— Task directions —
The required output is every record, written out exactly.

— Input for this task —

━━━━

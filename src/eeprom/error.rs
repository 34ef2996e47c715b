//! Error types for the CIM programmer protocol and image handling.

use thiserror::Error;

/// Result type alias for programmer operations.
pub type EepromResult<T> = Result<T, EepromError>;

/// Errors that can occur while talking to the programmer or handling images.
#[derive(Debug, Error)]
pub enum EepromError {
    /// Serial port error from the serialport crate.
    #[error("Serial port error: {0}")]
    Serial(#[from] serialport::Error),

    /// Standard I/O error.
    #[error("I/O error: {0}")]
    Io(#[from] std::io::Error),

    /// JSON error while handling settings.
    #[error("JSON error: {0}")]
    Json(#[from] serde_json::Error),

    /// The serial port could not be opened.
    #[error("Port '{port}' is unavailable: {reason}")]
    PortUnavailable { port: String, reason: String },

    /// Expected acknowledgement byte never arrived.
    #[error("Got no ack 0x{expected:02X} within {timeout_ms}ms")]
    NoAck { expected: u8, timeout_ms: u64 },

    /// A read chunk was acknowledged but its data stopped short.
    #[error("Short chunk: expected {expected} bytes, got {received}")]
    ShortChunk { expected: usize, received: usize },

    /// A write aborted after part of the image had landed on the chip.
    #[error("Write incomplete after {written} of {total} bytes: {source}")]
    WriteIncomplete {
        written: usize,
        total: usize,
        #[source]
        source: Box<EepromError>,
    },

    /// Image length does not match the chip profile.
    #[error("Image is {actual} bytes, chip expects {expected}")]
    ImageSizeMismatch { expected: usize, actual: usize },

    /// Image is too short to hold every decoded field.
    #[error("Image is {actual} bytes, at least {required} needed to decode")]
    ImageTooShort { required: usize, actual: usize },

    /// Chip profile failed local validation.
    #[error("Invalid chip profile: {reason}")]
    InvalidProfile { reason: String },

    /// XOR mask text could not be parsed.
    #[error("Invalid xor mask: {reason}")]
    InvalidXorMask { reason: String },

    /// Operation was cancelled by the caller.
    #[error("Operation cancelled")]
    Cancelled,
}

impl EepromError {
    /// True when the chip may hold a half-written image.
    pub fn leaves_device_dirty(&self) -> bool {
        matches!(self, EepromError::WriteIncomplete { .. })
    }

    /// True for transport faults that are propagated verbatim.
    pub fn is_channel_error(&self) -> bool {
        matches!(self, EepromError::Serial(_) | EepromError::Io(_))
    }

    /// Get a user-friendly error code for support purposes.
    pub fn error_code(&self) -> &'static str {
        match self {
            EepromError::Serial(_) => "CIM-001",
            EepromError::Io(_) => "CIM-002",
            EepromError::Json(_) => "CIM-003",
            EepromError::PortUnavailable { .. } => "CIM-010",
            EepromError::NoAck { .. } => "CIM-020",
            EepromError::ShortChunk { .. } => "CIM-021",
            EepromError::WriteIncomplete { .. } => "CIM-030",
            EepromError::ImageSizeMismatch { .. } => "CIM-040",
            EepromError::ImageTooShort { .. } => "CIM-041",
            EepromError::InvalidProfile { .. } => "CIM-050",
            EepromError::InvalidXorMask { .. } => "CIM-051",
            EepromError::Cancelled => "CIM-099",
        }
    }
}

━━━━

— Exercise output —
filename src/eeprom/error.rs
repository 34ef2996e47c715b
//! Error types for the CIM programmer protocol and image handling.

use thiserror::Error;

/// Result type alias for programmer operations.
pub type EepromResult<T> = Result<T, EepromError>;

/// Errors that can occur while talking to the programmer or handling images.
#[derive(Debug, Error)]
pub enum EepromError {
    /// Serial port error from the serialport crate.
    #[error("Serial port error: {0}")]
    Serial(#[from] serialport::Error),

    /// Standard I/O error.
    #[error("I/O error: {0}")]
    Io(#[from] std::io::Error),

    /// JSON error while handling settings.
    #[error("JSON error: {0}")]
    Json(#[from] serde_json::Error),

    /// The serial port could not be opened.
    #[error("Port '{port}' is unavailable: {reason}")]
    PortUnavailable { port: String, reason: String },

    /// Expected acknowledgement byte never arrived.
    #[error("Got no ack 0x{expected:02X} within {timeout_ms}ms")]
    NoAck { expected: u8, timeout_ms: u64 },

    /// A read chunk was acknowledged but its data stopped short.
    #[error("Short chunk: expected {expected} bytes, got {received}")]
    ShortChunk { expected: usize, received: usize },

    /// A write aborted after part of the image had landed on the chip.
    #[error("Write incomplete after {written} of {total} bytes: {source}")]
    WriteIncomplete {
        written: usize,
        total: usize,
        #[source]
        source: Box<EepromError>,
    },

    /// Image length does not match the chip profile.
    #[error("Image is {actual} bytes, chip expects {expected}")]
    ImageSizeMismatch { expected: usize, actual: usize },

    /// Image is too short to hold every decoded field.
    #[error("Image is {actual} bytes, at least {required} needed to decode")]
    ImageTooShort { required: usize, actual: usize },

    /// Chip profile failed local validation.
    #[error("Invalid chip profile: {reason}")]
    InvalidProfile { reason: String },

    /// XOR mask text could not be parsed.
    #[error("Invalid xor mask: {reason}")]
    InvalidXorMask { reason: String },

    /// Operation was cancelled by the caller.
    #[error("Operation cancelled")]
    Cancelled,
}

impl EepromError {
    /// True when the chip may hold a half-written image.
    pub fn leaves_device_dirty(&self) -> bool {
        matches!(self, EepromError::WriteIncomplete { .. })
    }

    /// True for transport faults that are propagated verbatim.
    pub fn is_channel_error(&self) -> bool {
        matches!(self, EepromError::Serial(_) | EepromError::Io(_))
    }

    /// Get a user-friendly error code for support purposes.
    pub fn error_code(&self) -> &'static str {
        match self {
            EepromError::Serial(_) => "CIM-001",
            EepromError::Io(_) => "CIM-002",
            EepromError::Json(_) => "CIM-003",
            EepromError::PortUnavailable { .. } => "CIM-010",
            EepromError::NoAck { .. } => "CIM-020",
            EepromError::ShortChunk { .. } => "CIM-021",
            EepromError::WriteIncomplete { .. } => "CIM-030",
            EepromError::ImageSizeMismatch { .. } => "CIM-040",
            EepromError::ImageTooShort { .. } => "CIM-041",
            EepromError::InvalidProfile { .. } => "CIM-050",
            EepromError::InvalidXorMask { .. } => "CIM-051",
            EepromError::Cancelled => "CIM-099",
        }
    }
}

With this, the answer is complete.